== SUPPLIED DATA
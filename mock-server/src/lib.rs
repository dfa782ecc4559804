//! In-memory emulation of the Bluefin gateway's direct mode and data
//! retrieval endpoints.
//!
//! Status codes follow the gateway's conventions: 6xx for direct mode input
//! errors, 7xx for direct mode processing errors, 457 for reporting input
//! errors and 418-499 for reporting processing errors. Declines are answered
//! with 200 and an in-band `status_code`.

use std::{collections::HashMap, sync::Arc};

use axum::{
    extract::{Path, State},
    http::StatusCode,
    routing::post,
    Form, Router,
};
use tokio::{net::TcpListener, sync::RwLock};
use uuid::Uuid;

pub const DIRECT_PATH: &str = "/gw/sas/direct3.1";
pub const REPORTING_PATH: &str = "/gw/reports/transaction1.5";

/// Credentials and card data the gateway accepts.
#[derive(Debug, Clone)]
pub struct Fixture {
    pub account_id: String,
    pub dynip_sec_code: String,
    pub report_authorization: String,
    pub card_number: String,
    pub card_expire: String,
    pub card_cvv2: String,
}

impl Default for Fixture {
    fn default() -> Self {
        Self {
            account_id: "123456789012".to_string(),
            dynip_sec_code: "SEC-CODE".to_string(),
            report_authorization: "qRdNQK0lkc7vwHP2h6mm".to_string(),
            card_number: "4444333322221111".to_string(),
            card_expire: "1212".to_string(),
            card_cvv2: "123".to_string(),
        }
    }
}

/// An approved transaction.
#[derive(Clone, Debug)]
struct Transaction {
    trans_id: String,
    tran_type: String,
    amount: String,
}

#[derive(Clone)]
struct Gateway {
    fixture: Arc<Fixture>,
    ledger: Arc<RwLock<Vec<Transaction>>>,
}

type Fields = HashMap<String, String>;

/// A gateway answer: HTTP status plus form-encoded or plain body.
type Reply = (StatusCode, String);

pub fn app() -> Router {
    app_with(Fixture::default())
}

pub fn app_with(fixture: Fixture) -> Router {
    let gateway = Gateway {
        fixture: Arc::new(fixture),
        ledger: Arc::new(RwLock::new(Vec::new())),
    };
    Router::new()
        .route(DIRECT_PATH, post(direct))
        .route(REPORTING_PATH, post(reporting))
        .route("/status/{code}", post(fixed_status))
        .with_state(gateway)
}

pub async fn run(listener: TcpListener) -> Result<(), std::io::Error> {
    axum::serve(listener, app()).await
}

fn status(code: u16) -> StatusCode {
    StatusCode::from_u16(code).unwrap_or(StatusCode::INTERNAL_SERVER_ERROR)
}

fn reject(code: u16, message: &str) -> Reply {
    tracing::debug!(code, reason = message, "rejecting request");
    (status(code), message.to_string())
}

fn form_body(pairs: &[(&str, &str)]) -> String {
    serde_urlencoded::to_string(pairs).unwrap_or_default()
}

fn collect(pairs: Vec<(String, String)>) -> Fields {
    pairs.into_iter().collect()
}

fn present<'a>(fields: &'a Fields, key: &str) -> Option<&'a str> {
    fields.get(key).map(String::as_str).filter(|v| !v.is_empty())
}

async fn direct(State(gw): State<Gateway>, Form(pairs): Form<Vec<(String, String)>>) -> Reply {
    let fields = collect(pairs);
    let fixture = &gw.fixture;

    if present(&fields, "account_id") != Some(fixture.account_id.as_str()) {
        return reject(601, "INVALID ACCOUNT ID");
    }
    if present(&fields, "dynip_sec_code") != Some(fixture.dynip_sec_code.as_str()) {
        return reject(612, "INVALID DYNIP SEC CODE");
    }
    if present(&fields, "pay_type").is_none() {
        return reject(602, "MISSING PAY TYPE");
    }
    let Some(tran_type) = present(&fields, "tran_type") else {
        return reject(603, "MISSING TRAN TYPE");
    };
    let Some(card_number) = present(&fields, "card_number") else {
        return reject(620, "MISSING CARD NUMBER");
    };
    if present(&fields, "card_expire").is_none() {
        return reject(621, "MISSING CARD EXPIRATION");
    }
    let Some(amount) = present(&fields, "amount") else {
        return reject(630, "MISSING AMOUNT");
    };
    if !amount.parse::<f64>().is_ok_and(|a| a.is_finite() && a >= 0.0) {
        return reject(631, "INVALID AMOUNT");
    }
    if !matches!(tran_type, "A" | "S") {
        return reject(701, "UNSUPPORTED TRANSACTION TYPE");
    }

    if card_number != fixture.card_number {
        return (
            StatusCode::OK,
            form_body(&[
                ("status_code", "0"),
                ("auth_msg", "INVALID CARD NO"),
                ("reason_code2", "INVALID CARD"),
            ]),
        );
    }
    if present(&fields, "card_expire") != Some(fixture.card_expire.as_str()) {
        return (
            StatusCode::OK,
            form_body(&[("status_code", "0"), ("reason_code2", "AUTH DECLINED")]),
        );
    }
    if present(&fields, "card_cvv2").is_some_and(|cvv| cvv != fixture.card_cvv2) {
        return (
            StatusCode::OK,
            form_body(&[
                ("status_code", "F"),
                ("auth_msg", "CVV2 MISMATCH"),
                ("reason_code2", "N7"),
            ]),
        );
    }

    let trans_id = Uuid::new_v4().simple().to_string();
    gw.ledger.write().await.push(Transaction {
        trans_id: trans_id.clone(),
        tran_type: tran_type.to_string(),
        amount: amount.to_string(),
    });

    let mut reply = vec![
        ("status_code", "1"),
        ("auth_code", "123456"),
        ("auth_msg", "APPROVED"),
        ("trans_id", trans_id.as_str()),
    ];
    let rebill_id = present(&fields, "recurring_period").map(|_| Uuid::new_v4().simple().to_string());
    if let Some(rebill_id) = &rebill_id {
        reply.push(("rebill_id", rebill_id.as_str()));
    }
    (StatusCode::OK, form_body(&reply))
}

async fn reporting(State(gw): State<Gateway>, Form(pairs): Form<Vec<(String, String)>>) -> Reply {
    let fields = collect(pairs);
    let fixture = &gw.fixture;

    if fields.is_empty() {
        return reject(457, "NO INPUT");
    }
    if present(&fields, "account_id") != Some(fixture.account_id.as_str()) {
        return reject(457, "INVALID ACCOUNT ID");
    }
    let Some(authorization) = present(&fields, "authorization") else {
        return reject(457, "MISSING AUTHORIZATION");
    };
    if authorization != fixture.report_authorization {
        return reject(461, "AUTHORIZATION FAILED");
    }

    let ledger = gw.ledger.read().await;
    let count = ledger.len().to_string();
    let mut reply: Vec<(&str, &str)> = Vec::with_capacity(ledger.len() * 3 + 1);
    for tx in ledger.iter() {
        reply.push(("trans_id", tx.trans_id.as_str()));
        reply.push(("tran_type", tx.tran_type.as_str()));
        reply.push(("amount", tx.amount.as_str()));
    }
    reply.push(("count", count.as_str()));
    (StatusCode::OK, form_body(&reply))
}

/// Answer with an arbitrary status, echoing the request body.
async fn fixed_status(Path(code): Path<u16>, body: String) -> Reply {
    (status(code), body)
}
====
== SUPPLIED DATA
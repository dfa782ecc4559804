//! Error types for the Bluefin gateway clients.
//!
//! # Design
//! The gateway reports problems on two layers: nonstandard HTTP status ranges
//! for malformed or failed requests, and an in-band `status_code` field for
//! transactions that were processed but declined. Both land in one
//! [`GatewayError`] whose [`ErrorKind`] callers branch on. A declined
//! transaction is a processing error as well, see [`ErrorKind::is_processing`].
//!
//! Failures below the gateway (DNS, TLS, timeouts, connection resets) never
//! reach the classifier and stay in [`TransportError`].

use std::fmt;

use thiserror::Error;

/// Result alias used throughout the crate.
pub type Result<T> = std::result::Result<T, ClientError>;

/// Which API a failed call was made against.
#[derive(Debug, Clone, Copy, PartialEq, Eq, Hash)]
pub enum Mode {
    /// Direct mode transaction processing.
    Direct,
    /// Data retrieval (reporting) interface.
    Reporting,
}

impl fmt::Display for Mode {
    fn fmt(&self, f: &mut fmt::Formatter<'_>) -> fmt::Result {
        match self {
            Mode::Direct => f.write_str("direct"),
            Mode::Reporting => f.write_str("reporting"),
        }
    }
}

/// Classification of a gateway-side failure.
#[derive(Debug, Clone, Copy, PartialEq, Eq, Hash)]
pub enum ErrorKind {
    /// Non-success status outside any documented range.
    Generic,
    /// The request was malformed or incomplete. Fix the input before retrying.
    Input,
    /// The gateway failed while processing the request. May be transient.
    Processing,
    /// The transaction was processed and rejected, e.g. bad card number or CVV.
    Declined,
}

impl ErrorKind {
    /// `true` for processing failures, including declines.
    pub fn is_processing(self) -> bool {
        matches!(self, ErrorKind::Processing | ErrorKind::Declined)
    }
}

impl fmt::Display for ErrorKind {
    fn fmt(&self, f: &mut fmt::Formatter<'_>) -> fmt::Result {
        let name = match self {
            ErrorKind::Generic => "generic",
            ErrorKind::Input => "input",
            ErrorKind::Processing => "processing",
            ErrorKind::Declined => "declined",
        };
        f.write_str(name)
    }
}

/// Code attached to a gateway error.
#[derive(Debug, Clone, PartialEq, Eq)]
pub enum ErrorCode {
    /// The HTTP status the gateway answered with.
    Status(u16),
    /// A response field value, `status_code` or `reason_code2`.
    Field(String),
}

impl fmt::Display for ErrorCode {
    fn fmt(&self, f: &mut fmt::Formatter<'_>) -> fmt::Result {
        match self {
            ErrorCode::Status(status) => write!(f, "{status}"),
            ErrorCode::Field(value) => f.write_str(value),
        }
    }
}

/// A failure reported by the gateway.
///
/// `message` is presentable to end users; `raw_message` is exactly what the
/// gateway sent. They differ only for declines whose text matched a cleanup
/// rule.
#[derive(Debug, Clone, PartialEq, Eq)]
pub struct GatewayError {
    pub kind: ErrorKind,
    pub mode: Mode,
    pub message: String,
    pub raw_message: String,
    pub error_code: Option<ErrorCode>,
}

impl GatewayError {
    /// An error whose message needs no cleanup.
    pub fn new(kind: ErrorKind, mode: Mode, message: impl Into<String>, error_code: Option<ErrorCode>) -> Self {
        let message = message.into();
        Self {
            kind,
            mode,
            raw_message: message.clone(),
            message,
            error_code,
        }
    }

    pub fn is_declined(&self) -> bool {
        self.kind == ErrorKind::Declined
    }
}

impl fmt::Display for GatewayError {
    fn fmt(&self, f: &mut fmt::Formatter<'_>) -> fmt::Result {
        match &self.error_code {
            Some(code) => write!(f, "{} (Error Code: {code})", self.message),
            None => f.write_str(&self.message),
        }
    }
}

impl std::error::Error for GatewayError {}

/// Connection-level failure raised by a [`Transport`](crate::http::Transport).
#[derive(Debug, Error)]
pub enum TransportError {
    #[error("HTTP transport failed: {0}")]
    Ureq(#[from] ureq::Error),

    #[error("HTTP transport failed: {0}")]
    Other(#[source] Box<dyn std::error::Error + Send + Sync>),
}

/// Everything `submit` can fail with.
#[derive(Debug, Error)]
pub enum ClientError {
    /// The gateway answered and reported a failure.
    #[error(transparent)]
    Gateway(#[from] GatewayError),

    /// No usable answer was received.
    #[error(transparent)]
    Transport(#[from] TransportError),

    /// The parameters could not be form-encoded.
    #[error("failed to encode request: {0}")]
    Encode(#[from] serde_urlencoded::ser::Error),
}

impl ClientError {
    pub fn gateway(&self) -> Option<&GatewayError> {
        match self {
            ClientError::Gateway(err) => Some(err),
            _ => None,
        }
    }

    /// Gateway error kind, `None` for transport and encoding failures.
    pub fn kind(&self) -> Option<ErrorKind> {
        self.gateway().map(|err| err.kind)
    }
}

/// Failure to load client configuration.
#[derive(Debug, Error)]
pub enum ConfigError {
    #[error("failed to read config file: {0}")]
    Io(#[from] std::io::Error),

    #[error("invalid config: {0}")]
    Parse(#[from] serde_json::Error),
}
====
BRIEF.
Where the listing above reaches the line that contains "filename mock-server/src/lib.rs", start retyping, and finish with the line that contains "pub const DIRECT_PATH: &str"; reproduce those lines exactly and no others.

RESULT OF THE TASK.
filename mock-server/src/lib.rs
repository dfa782ecc4559804
//! In-memory emulation of the Bluefin gateway's direct mode and data
//! retrieval endpoints.
//!
//! Status codes follow the gateway's conventions: 6xx for direct mode input
//! errors, 7xx for direct mode processing errors, 457 for reporting input
//! errors and 418-499 for reporting processing errors. Declines are answered
//! with 200 and an in-band `status_code`.

use std::{collections::HashMap, sync::Arc};

use axum::{
    extract::{Path, State},
    http::StatusCode,
    routing::post,
    Form, Router,
};
use tokio::{net::TcpListener, sync::RwLock};
use uuid::Uuid;

pub const DIRECT_PATH: &str = "/gw/sas/direct3.1";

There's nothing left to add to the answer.